Le potentat local fait face au portrait du démocrate chilien, l’implorant dans un dialecte de bravoure et d’insoumission, les bras levés et la voix couverte par la sonnerie martiale qui s’arrête en fin cinq secondes pile à la fin d’un speech qui se termine ainsi, « puissent les prolétaires de tous les pays s’unir contre l’impérialisme brutal des Nations dominantes et contribuer à l’éveil d’une Nation nouvelle, respectueuse des principes démocratiques et fraternels ».

Le maire se retourne et on l’applaudit. Une gerbe est déposée. Le type de la sono lance un disque de musique folklorique toltèque - c’est un enregistrement du best-of des vedettes américaines des shows de Manu Chao.

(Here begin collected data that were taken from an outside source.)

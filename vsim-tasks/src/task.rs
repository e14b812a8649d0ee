//! Task creation and execution

use crate::config::TaskConfig;
use crate::handle::TaskHandle;
use crate::info::{TaskInfo, TaskObject, TaskState};
use chrono::Utc;
use parking_lot::Mutex;
use std::collections::VecDeque;
use std::sync::Arc;
use tracing::{debug, warn};
use vsim_registry::{Context, LockGuard, Registry};
use vsim_types::{LocalizedFault, ObjectRef, PropertyChange, Result, Value};

/// Outcome of a work body: an optional result value, or a fault
pub type TaskOutcome = Result<Option<Value>>;

type WorkFn = Box<dyn FnOnce(&TaskScope) -> TaskOutcome + Send + 'static>;

/// Creates tasks against one registry
pub struct TaskManager {
    registry: Arc<Registry>,
    config: Arc<TaskConfig>,
    recent: Arc<Mutex<VecDeque<ObjectRef>>>,
}

impl TaskManager {
    pub fn new(registry: Arc<Registry>, config: TaskConfig) -> Self {
        Self {
            registry,
            config: Arc::new(config),
            recent: Arc::new(Mutex::new(VecDeque::new())),
        }
    }

    pub fn registry(&self) -> &Arc<Registry> {
        &self.registry
    }

    pub fn config(&self) -> &TaskConfig {
        &self.config
    }

    /// Wrap `work` as a queued task acting on `entity`.
    ///
    /// Nothing runs and nothing is registered until [`Task::run`].
    pub fn create_task<F>(&self, entity: ObjectRef, name: &str, work: F) -> Task
    where
        F: FnOnce(&TaskScope) -> TaskOutcome + Send + 'static,
    {
        Task {
            registry: self.registry.clone(),
            config: self.config.clone(),
            recent: self.recent.clone(),
            info: TaskInfo::new(entity, name),
            work: Box::new(work),
        }
    }

    /// Most recently started tasks, oldest first
    pub fn recent_tasks(&self) -> Vec<ObjectRef> {
        self.recent.lock().iter().cloned().collect()
    }
}

/// A unit of work that has not started yet
pub struct Task {
    registry: Arc<Registry>,
    config: Arc<TaskConfig>,
    recent: Arc<Mutex<VecDeque<ObjectRef>>>,
    info: TaskInfo,
    work: WorkFn,
}

impl std::fmt::Debug for Task {
    fn fmt(&self, f: &mut std::fmt::Formatter<'_>) -> std::fmt::Result {
        f.debug_struct("Task").field("info", &self.info).finish()
    }
}

impl Task {
    pub fn info(&self) -> &TaskInfo {
        &self.info
    }

    /// Register the task, move it to `running` and launch the work body on
    /// a blocking worker.
    ///
    /// Must be called from within a tokio runtime. Work body failures are
    /// never reported here; they end up in the task's `info.error`.
    pub fn run(self, ctx: &Context) -> TaskHandle {
        let Task {
            registry,
            config,
            recent,
            mut info,
            work,
        } = self;

        let entity = info.entity.clone();
        let reference = registry.put_with("Task", "task", |reference| {
            info.key = reference.value().to_string();
            info.task = reference.clone();
            TaskObject { info: info.clone() }
        });

        if let Err(fault) = registry.atomic_update(
            ctx,
            &reference,
            vec![
                PropertyChange::assign("info.startTime", Utc::now()),
                PropertyChange::assign("info.state", TaskState::Running),
            ],
        ) {
            warn!(task = %reference, %fault, "failed to start task");
        }

        remember(&recent, &reference, config.recent_limit);

        let name = registry
            .get(&reference)
            .and_then(|h| h.read_as(|t: &TaskObject| t.info.name.clone()))
            .unwrap_or_default();

        // The lock is taken under the caller's identity, so a caller that
        // already holds it re-enters rather than blocking.
        let handoff = if config.lock_handoff {
            registry.acquire_lock(ctx, &entity).ok()
        } else {
            None
        };

        debug!(task = %reference, %entity, %name, handoff = config.lock_handoff, "task queued");

        let scope_ctx = if config.lock_handoff {
            ctx.clone()
        } else {
            Context::new()
        };
        let worker = Worker {
            registry: registry.clone(),
            config,
            task: reference.clone(),
            entity,
            name,
            ctx: scope_ctx,
        };
        tokio::task::spawn_blocking(move || worker.execute(handoff, work));

        TaskHandle::new(registry, reference)
    }

    /// [`run`](Task::run), then block the current thread until the task
    /// reaches a terminal state
    pub fn run_blocking(self, ctx: &Context) -> TaskHandle {
        let handle = self.run(ctx);
        if let Err(fault) = handle.wait_blocking() {
            debug!(task = %handle.reference(), %fault, "blocking task finished with error");
        }
        handle
    }
}

fn remember(recent: &Mutex<VecDeque<ObjectRef>>, reference: &ObjectRef, limit: usize) {
    let mut recent = recent.lock();
    recent.push_back(reference.clone());
    while recent.len() > limit {
        recent.pop_front();
    }
}

struct Worker {
    registry: Arc<Registry>,
    config: Arc<TaskConfig>,
    task: ObjectRef,
    entity: ObjectRef,
    name: String,
    ctx: Context,
}

impl Worker {
    fn execute(self, handoff: Option<LockGuard>, work: WorkFn) {
        let delay = self.config.delay_for(&self.name);
        if !delay.is_zero() {
            std::thread::sleep(delay);
        }

        let guard = match handoff {
            Some(guard) => Some(guard),
            None if !self.config.lock_handoff => {
                self.registry.acquire_lock(&self.ctx, &self.entity).ok()
            }
            None => None,
        };

        let scope = TaskScope {
            registry: self.registry.clone(),
            ctx: self.ctx.clone(),
            task: self.task.clone(),
            entity: self.entity.clone(),
        };
        let outcome = work(&scope);
        drop(guard);

        self.complete(outcome);
    }

    fn complete(&self, outcome: TaskOutcome) {
        let (state, result, error) = match outcome {
            Ok(result) => (TaskState::Success, result, None),
            Err(fault) => (TaskState::Error, None, Some(LocalizedFault::from(fault))),
        };

        let committed = self.registry.with_lock(&self.ctx, &self.task, |guard| -> Result<bool> {
            let current = guard
                .read_as(|t: &TaskObject| t.info.state)
                .unwrap_or(TaskState::Error);
            if current.is_terminal() {
                // Cancelled while the body ran; the cancellation stands
                return Ok(false);
            }
            self.registry.update(
                guard,
                vec![
                    PropertyChange::assign("info.completeTime", Utc::now()),
                    PropertyChange::assign("info.state", state),
                    PropertyChange::assign_opt("info.result", result),
                    PropertyChange::assign_opt("info.error", error.map(Value::Fault)),
                ],
            )?;
            Ok(true)
        });

        match committed {
            Ok(Ok(true)) => debug!(task = %self.task, %state, "task completed"),
            Ok(Ok(false)) => debug!(task = %self.task, "task already finished, result dropped"),
            Ok(Err(fault)) | Err(fault) => {
                warn!(task = %self.task, %fault, "failed to commit task completion")
            }
        }
    }
}

/// What a work body gets to see while it runs
pub struct TaskScope {
    registry: Arc<Registry>,
    ctx: Context,
    task: ObjectRef,
    entity: ObjectRef,
}

impl TaskScope {
    pub fn registry(&self) -> &Arc<Registry> {
        &self.registry
    }

    /// Context that owns the entity lock for the duration of the body
    pub fn context(&self) -> &Context {
        &self.ctx
    }

    pub fn task(&self) -> &ObjectRef {
        &self.task
    }

    pub fn entity(&self) -> &ObjectRef {
        &self.entity
    }

    pub fn update_progress(&self, percent: i32) -> Result<()> {
        TaskHandle::new(self.registry.clone(), self.task.clone())
            .update_progress(&self.ctx.isolated(), percent)
    }

    /// Whether the task was cancelled; bodies may poll this to stop early
    pub fn is_cancelled(&self) -> bool {
        self.registry
            .get(&self.task)
            .and_then(|h| h.read_as(|t: &TaskObject| t.info.cancelled))
            .unwrap_or(false)
    }
}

La musique s’arrête et un type à barbichette prend la parole pour lire un texte de celui à qui on rend hommage, le jour du trentième anniversaire du coup d’Etat orchestré par les forces impérialistes dominantes.

En arrière-fond résonne une autre bande, une voix atonale, monocorde, un enregistrement grésillant, un discours du chef d’Etat démocrate d’époque. C’est peut-être la version originale de celui que le type – une sorte de Charles Berling en prof de lettres en lycée technique - vient de lire.

Dans la foulée, la musique reprend, et on est tous là, serrés comme des manifestants contre le chômage et la guerre place de la Nation, à l’écouter religieusement – mais laïquement.

L’alarme redémarre, c’est pas franchement la nouba du siècle. La musique continue. Elle est parfaite, on dirait du Ricky Martin vintage, tout le monde fait comme pour se prosterner devant le portrait du héros martyr accroché sur le mur en contre-plaqué.

Terminons sur un hymne commémoratif standard, c’est le dernier couplet ; un élu du Parti bolchevique serre les dents.